The use of AI in what was previously considered to be a lower risk context within health care for things like administrative transcription of visits. The recommendation stands for people without disabilities to review their own EHR because they may be able to catch mistakes that are made by AI software.
Are these systems being audited?
Aboulafia: It’s difficult to know the answer to that.
Sometimes audits are done on algorithmic or AI technologies, and then they market themselves as being, “bias tested.” But that audit may not have included disability. It may have included race, it may have included gender. It may have included race and gender. And so folks may genuinely believe that they’re implementing an algorithmic system that’s been “bias tested.”
In a perfect world, we have what’s called a pre-deployment audit and a post-deployment audit. A lot of these, the ship has sailed on implementation. But that’s not to say that there are still not many more systems that people are considering implementing into high-risk systems.
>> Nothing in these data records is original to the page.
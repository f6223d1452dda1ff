//! Login page: sign in, sign up and password recovery.
//!
//! After a `SIGNED_IN` event the page switches to a short "signing in"
//! interstitial and then sends the browser home.

use std::time::Duration;

use secrecy::SecretString;

use crate::services::{AuthEvent, AuthStateChange, SessionStore};
use crate::supabase::SignUpOutcome;

pub const CONFIRM_EMAIL_NOTICE: &str = "Check your email for the confirmation link.";
pub const RECOVERY_NOTICE: &str = "Check your email for the password reset link.";

/// Which form of the auth widget is showing.
#[derive(Debug, Clone, Copy, PartialEq, Eq, Default)]
pub enum LoginView {
    #[default]
    SignIn,
    SignUp,
    ForgottenPassword,
}

impl LoginView {
    /// Parse the `view` query parameter; unknown values show sign-in.
    #[must_use]
    pub fn from_param(param: Option<&str>) -> Self {
        match param {
            Some("sign_up") => Self::SignUp,
            Some("forgotten_password") => Self::ForgottenPassword,
            _ => Self::SignIn,
        }
    }

    #[must_use]
    pub const fn as_str(self) -> &'static str {
        match self {
            Self::SignIn => "sign_in",
            Self::SignUp => "sign_up",
            Self::ForgottenPassword => "forgotten_password",
        }
    }
}

/// Login page state.
#[derive(Debug, Clone, PartialEq, Eq)]
pub enum LoginState {
    Form {
        view: LoginView,
        error: Option<String>,
        notice: Option<String>,
        email: String,
    },
    /// Signed in; show the interstitial for `delay`, then go to `redirect_to`.
    SigningIn {
        redirect_to: &'static str,
        delay: Duration,
    },
}

impl LoginState {
    #[must_use]
    pub const fn form(view: LoginView) -> Self {
        Self::Form {
            view,
            error: None,
            notice: None,
            email: String::new(),
        }
    }
}

/// Drives the login page for one browser.
pub struct LoginController<'a> {
    store: &'a SessionStore,
    delay: Duration,
}

impl<'a> LoginController<'a> {
    #[must_use]
    pub const fn new(store: &'a SessionStore, delay: Duration) -> Self {
        Self { store, delay }
    }

    /// React to an auth state change. Only `SIGNED_IN` moves the page.
    #[must_use]
    pub const fn on_auth_change(&self, change: &AuthStateChange) -> Option<LoginState> {
        match change.event {
            AuthEvent::SignedIn => Some(LoginState::SigningIn {
                redirect_to: "/",
                delay: self.delay,
            }),
            AuthEvent::SignedOut | AuthEvent::TokenRefreshed | AuthEvent::UserUpdated => None,
        }
    }

    /// Submit the sign-in form.
    pub async fn sign_in(&self, email: String, password: SecretString) -> LoginState {
        match self.store.sign_in(&email, password).await {
            Ok(session) => self.signed_in(session),
            Err(e) => {
                tracing::info!(error = %e, "Sign-in failed");
                LoginState::Form {
                    view: LoginView::SignIn,
                    error: Some(e.user_message()),
                    notice: None,
                    email,
                }
            }
        }
    }

    /// Submit the sign-up form.
    pub async fn sign_up(&self, email: String, password: SecretString) -> LoginState {
        match self.store.sign_up(&email, password).await {
            Ok(SignUpOutcome::SignedIn(session)) => self.signed_in(session),
            Ok(SignUpOutcome::ConfirmationRequired { email }) => LoginState::Form {
                view: LoginView::SignIn,
                error: None,
                notice: Some(CONFIRM_EMAIL_NOTICE.to_string()),
                email: email.into_inner(),
            },
            Err(e) => {
                tracing::info!(error = %e, "Sign-up failed");
                LoginState::Form {
                    view: LoginView::SignUp,
                    error: Some(e.user_message()),
                    notice: None,
                    email,
                }
            }
        }
    }

    /// Submit the forgotten-password form.
    pub async fn recover(&self, email: String, redirect_to: &str) -> LoginState {
        match self.store.request_password_reset(&email, redirect_to).await {
            Ok(()) => LoginState::Form {
                view: LoginView::SignIn,
                error: None,
                notice: Some(RECOVERY_NOTICE.to_string()),
                email,
            },
            Err(e) => {
                tracing::info!(error = %e, "Password recovery failed");
                LoginState::Form {
                    view: LoginView::ForgottenPassword,
                    error: Some(e.user_message()),
                    notice: None,
                    email,
                }
            }
        }
    }

    // The sign-in POST is this page's event source. `SessionStore` has
    // already published the same `SIGNED_IN` on the app-wide channel, which
    // also carries every other browser's changes, so the page does not read
    // it back from there.
    fn signed_in(&self, session: crate::supabase::AuthSession) -> LoginState {
        let change = AuthStateChange {
            event: AuthEvent::SignedIn,
            session: Some(session),
        };
        self.on_auth_change(&change)
            .unwrap_or_else(|| LoginState::form(LoginView::SignIn))
    }
}
//! TechLog - a small tech blog on a hosted backend.
//!
//! This binary serves the blog on port 3000.
//!
//! # Architecture
//!
//! - Axum web framework with HTMX for interactivity
//! - Askama templates for server-side rendering
//! - Supabase for accounts, tables and access rules (auth, REST and RPC)
//! - Cookie sessions holding each browser's auth tokens
//!
//! # Security
//!
//! This binary only holds the backend's public anon key. Every row operation
//! runs with the signed-in user's access token, and the backend's access
//! rules decide what that user may do; the admin checks here only shape the
//! pages.

#![cfg_attr(not(test), forbid(unsafe_code))]

use sentry::integrations::tracing as sentry_tracing;
use techlog_web::config::AppConfig;
use techlog_web::services::spawn_auth_listener;
use techlog_web::{routes, state::AppState};
use tracing_subscriber::{layer::SubscriberExt, util::SubscriberInitExt};

/// Initialize Sentry error tracking and return guard that must be kept alive.
fn init_sentry(config: &AppConfig) -> Option<sentry::ClientInitGuard> {
    let dsn = config.sentry_dsn.as_ref()?;

    let guard = sentry::init((
        dsn.as_str(),
        sentry::ClientOptions {
            release: sentry::release_name!(),
            environment: config
                .sentry_environment
                .clone()
                .map(std::borrow::Cow::Owned),
            attach_stacktrace: true,
            ..Default::default()
        },
    ));

    tracing::info!("Sentry initialized");
    Some(guard)
}

/// Filter tracing events to Sentry event types.
fn sentry_event_filter(metadata: &tracing::Metadata<'_>) -> sentry_tracing::EventFilter {
    match *metadata.level() {
        tracing::Level::ERROR | tracing::Level::WARN => sentry_tracing::EventFilter::Event,
        tracing::Level::INFO | tracing::Level::DEBUG => sentry_tracing::EventFilter::Breadcrumb,
        _ => sentry_tracing::EventFilter::Ignore,
    }
}

#[tokio::main]
async fn main() {
    // Load configuration from environment (needed for Sentry init)
    let config = AppConfig::from_env().expect("Failed to load configuration");

    // Initialize Sentry (must be done before tracing subscriber)
    let _sentry_guard = init_sentry(&config);

    // Defaults to info level for our crate if RUST_LOG is not set
    let env_filter = tracing_subscriber::EnvFilter::try_from_default_env()
        .unwrap_or_else(|_| "techlog_web=info,tower_http=debug".into());

    tracing_subscriber::registry()
        .with(env_filter)
        .with(tracing_subscriber::fmt::layer())
        .with(sentry_tracing::layer().event_filter(sentry_event_filter))
        .init();

    tracing::info!(
        backend = %config.supabase.url,
        seed_policy = ?config.seed_policy,
        "Configuration loaded"
    );

    let addr = config.socket_addr();
    let state = AppState::from_config(config).expect("Failed to build backend client");

    let _auth_listener = spawn_auth_listener(state.events());

    let app = routes::app(state)
        // Sentry layers (outermost for full request coverage)
        .layer(sentry_tower::NewSentryLayer::new_from_top())
        .layer(sentry_tower::SentryHttpLayer::new().enable_transaction());

    tracing::info!("techlog listening on {}", addr);

    let listener = tokio::net::TcpListener::bind(addr)
        .await
        .expect("Failed to bind to address");

    axum::serve(listener, app)
        .with_graceful_shutdown(shutdown_signal())
        .await
        .expect("Server error");
}

/// Wait for shutdown signal (Ctrl+C or SIGTERM).
async fn shutdown_signal() {
    let ctrl_c = async {
        tokio::signal::ctrl_c()
            .await
            .expect("Failed to install Ctrl+C handler");
    };

    #[cfg(unix)]
    let terminate = async {
        tokio::signal::unix::signal(tokio::signal::unix::SignalKind::terminate())
            .expect("Failed to install signal handler")
            .recv()
            .await;
    };

    #[cfg(not(unix))]
    let terminate = std::future::pending::<()>();

    tokio::select! {
        () = ctrl_c => {},
        () = terminate => {},
    }

    tracing::info!("Shutdown signal received, starting graceful shutdown");
}
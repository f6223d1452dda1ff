//! CLI command implementations.

pub mod check;
pub mod seed;
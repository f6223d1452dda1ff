//! Hosted backend access (auth service, table REST API and stored procedures).
//!
//! # Architecture
//!
//! - Two traits split the backend by concern: [`AuthBackend`] for account
//!   and token operations, [`DataBackend`] for rows and procedures
//! - [`SupabaseClient`] implements both over HTTP with `reqwest`
//! - An in-memory implementation backs the tests (feature `fake-backend`)
//!
//! Row-level access policies live in the backend. Every data call carries the
//! caller's access token (or none for anonymous visitors), so the database is
//! the final judge of what a caller may read or write.

mod client;
#[cfg(any(test, feature = "fake-backend"))]
pub mod fake;
pub mod types;

pub use client::SupabaseClient;
pub use types::*;

use async_trait::async_trait;
use secrecy::SecretString;
use techlog_core::{ArticleId, Email};
use thiserror::Error;

/// Errors that can occur when talking to the backend.
#[derive(Debug, Error)]
pub enum BackendError {
    /// HTTP request failed before a response arrived.
    #[error("HTTP error: {0}")]
    Http(#[from] reqwest::Error),

    /// The backend answered with a non-success status.
    #[error("API error: {status} - {message}")]
    Api {
        status: u16,
        /// Machine-readable code (Postgres SQLSTATE or auth error code).
        code: Option<String>,
        message: String,
    },

    /// The response body did not have the expected shape.
    #[error("Parse error: {0}")]
    Parse(String),

    /// An endpoint URL could not be built.
    #[error("URL error: {0}")]
    Url(#[from] url::ParseError),

    /// The backend could not be reached or refused to serve the request.
    #[error("Backend unavailable: {0}")]
    Unavailable(String),
}

impl BackendError {
    /// Whether the backend rejected the caller's identity or privileges.
    #[must_use]
    pub fn is_authorization(&self) -> bool {
        match self {
            Self::Api { status, code, .. } => {
                matches!(status, 401 | 403)
                    || matches!(code.as_deref(), Some("42501" | "PGRST301"))
            }
            _ => false,
        }
    }

    /// Whether the request collided with an existing row.
    #[must_use]
    pub fn is_conflict(&self) -> bool {
        match self {
            Self::Api { status, code, .. } => *status == 409 || code.as_deref() == Some("23505"),
            _ => false,
        }
    }

    /// Whether the backend rejected the request payload itself.
    #[must_use]
    pub fn is_invalid_input(&self) -> bool {
        match self {
            Self::Api { status, code, .. } => {
                matches!(status, 400 | 422)
                    || matches!(code.as_deref(), Some("22P02" | "23514" | "23502"))
            }
            _ => false,
        }
    }

    /// Whether the addressed row or endpoint does not exist.
    #[must_use]
    pub const fn is_not_found(&self) -> bool {
        matches!(self, Self::Api { status: 404, .. })
    }

    /// The backend's own message, if it sent one.
    #[must_use]
    pub fn api_message(&self) -> Option<&str> {
        match self {
            Self::Api { message, .. } if !message.is_empty() => Some(message),
            _ => None,
        }
    }
}

/// Account and token operations of the auth service.
#[async_trait]
pub trait AuthBackend: Send + Sync {
    /// Exchange email and password for a session.
    async fn sign_in_with_password(
        &self,
        email: &Email,
        password: &SecretString,
    ) -> Result<AuthSession, BackendError>;

    /// Create an account.
    async fn sign_up(
        &self,
        email: &Email,
        password: &SecretString,
    ) -> Result<SignUpOutcome, BackendError>;

    /// Exchange a refresh token for a fresh session.
    async fn refresh_session(&self, refresh_token: &str) -> Result<AuthSession, BackendError>;

    /// Look up the user an access token belongs to.
    async fn get_user(&self, access_token: &str) -> Result<AuthUser, BackendError>;

    /// Revoke the session behind an access token.
    async fn sign_out(&self, access_token: &str) -> Result<(), BackendError>;

    /// Send a password recovery email.
    async fn send_password_recovery(
        &self,
        email: &Email,
        redirect_to: &str,
    ) -> Result<(), BackendError>;
}

/// Table and stored-procedure operations.
///
/// `auth` is the caller's access token; `None` means an anonymous request.
#[async_trait]
pub trait DataBackend: Send + Sync {
    /// All articles, newest first.
    async fn select_articles(&self, auth: Option<&str>) -> Result<Vec<Article>, BackendError>;

    /// Insert an article and return the stored row.
    async fn insert_article(
        &self,
        auth: Option<&str>,
        article: &NewArticle,
    ) -> Result<Article, BackendError>;

    /// Delete an article by id. Deleting a missing id is not an error.
    async fn delete_article(&self, auth: Option<&str>, id: &ArticleId)
    -> Result<(), BackendError>;

    /// All subscribers, newest first.
    async fn select_subscribers(&self, auth: Option<&str>)
    -> Result<Vec<Subscriber>, BackendError>;

    /// Insert a subscriber.
    ///
    /// Returns nothing: visitors may insert into the table but not read it
    /// back, so the row is never requested.
    async fn insert_subscriber(&self, auth: Option<&str>, email: &Email)
    -> Result<(), BackendError>;

    /// The `is_admin` procedure for the calling user.
    async fn rpc_is_admin(&self, auth: Option<&str>) -> Result<bool, BackendError>;

    /// The `get_admin_users` procedure (admin only).
    async fn rpc_get_admin_users(
        &self,
        auth: Option<&str>,
    ) -> Result<Vec<AdminUserView>, BackendError>;
}
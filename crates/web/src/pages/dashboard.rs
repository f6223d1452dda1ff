//! Admin dashboard: subscribers and registered users.
//!
//! Both lists are fetched concurrently and joined; the page is `ready` only
//! when both arrive. Either failing puts the whole page in `error`, and retry
//! fetches both again.

use crate::services::{ContentRepository, Viewer};
use crate::supabase::{AdminUserView, Subscriber};

/// Shown when either list cannot be loaded.
pub const DASHBOARD_ERROR: &str = "Failed to load dashboard data. Please try again.";

/// Shown in place of the address for accounts without one.
pub const NO_EMAIL: &str = "(no email)";

/// SQL an operator runs to make an account an admin.
pub const ADMIN_GUIDE_SQL: &str = "UPDATE auth.users\n\
SET raw_app_meta_data = raw_app_meta_data || '{\"role\": \"admin\"}'::jsonb\n\
WHERE email = 'user@example.com';";

/// Where a viewer who may not see the dashboard is sent.
#[must_use]
pub const fn guard_redirect(viewer: &Viewer) -> Option<&'static str> {
    if viewer.is_admin() { None } else { Some("/") }
}

/// Dashboard state.
#[derive(Debug, Clone, Default, PartialEq, Eq)]
pub enum DashboardState {
    #[default]
    Loading,
    Ready {
        subscribers: Vec<Subscriber>,
        users: Vec<AdminUserView>,
    },
    Error {
        message: String,
    },
}

/// Fetch both lists.
pub async fn load(repo: &ContentRepository<'_>) -> DashboardState {
    match tokio::try_join!(repo.list_subscribers(), repo.list_admin_users()) {
        Ok((subscribers, users)) => DashboardState::Ready { subscribers, users },
        Err(e) => {
            tracing::error!(error = %e, "Error loading dashboard data");
            DashboardState::Error {
                message: DASHBOARD_ERROR.to_string(),
            }
        }
    }
}

/// One row of either table.
#[derive(Debug, Clone, PartialEq, Eq)]
pub struct DashboardRow {
    pub email: String,
    pub role: Option<String>,
    /// e.g. "3/1/2025"
    pub date: String,
}

/// Template-ready dashboard.
#[derive(Debug, Clone, Default)]
pub struct DashboardView {
    pub subscribers: Vec<DashboardRow>,
    pub users: Vec<DashboardRow>,
    pub error: Option<String>,
}

impl DashboardView {
    #[must_use]
    pub fn from_state(state: &DashboardState) -> Self {
        match state {
            DashboardState::Loading => Self::default(),
            DashboardState::Ready { subscribers, users } => Self {
                subscribers: subscribers
                    .iter()
                    .map(|s| DashboardRow {
                        email: s.email.to_string(),
                        role: None,
                        date: s.created_at.format("%-m/%-d/%Y").to_string(),
                    })
                    .collect(),
                users: users
                    .iter()
                    .map(|u| DashboardRow {
                        email: u.email.clone().unwrap_or_else(|| NO_EMAIL.to_string()),
                        role: Some(u.role.label().to_string()),
                        date: u.created_at.format("%-m/%-d/%Y").to_string(),
                    })
                    .collect(),
                error: None,
            },
            DashboardState::Error { message } => Self {
                error: Some(message.clone()),
                ..Self::default()
            },
        }
    }
}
What are some of the other forces that would impact the implementation of these technologies?
Claypool: There’s a shortage of direct care workers. To some extent, technology might be able to help in the margins there with the schedule of the worker. But this is by no means a measure that should be employed when you’re thinking about whether or not to make cuts in Medicaid.
If you take more money out of the system, you’re likely going to see some reduction of hours for a population that relies on what are called long-term services and supports. When states are making these decisions based on budget shortfalls, it can often be a really crude tool where they will dial down the amount of hours that an individual is eligible to receive but that doesn’t correspond with their need. And so you’ll end up having people’s care compromised and not getting enough hours to cover their needs.
Aboulafia: If [these technologies] are used in a way that it was to replace in-person care, that’s particularly problematic. One of the recommendations that we make is that these at-home monitoring technologies are not viable replacements for in-person care, and that’s not to say that disabled people shouldn’t use them. But we consider them a supplement, rather than a replacement.
It feels like there are a lot of steps that disabled folks have to go through to make sure they’re not either not getting scammed or not getting monitored in an awful way in health care situations.
Claypool: Historically, this is the reality for disabled people. We’ve had fraught interactions with the health care system since its inception. We’re the classic example of someone that perhaps can’t be cured by a profession that’s designed to deliver people from their circumstances.
We are on our way to achieving more progress. If we work with the technology developers, we can have better outcomes. And I think that’s the spirit in which these best practices are offered up.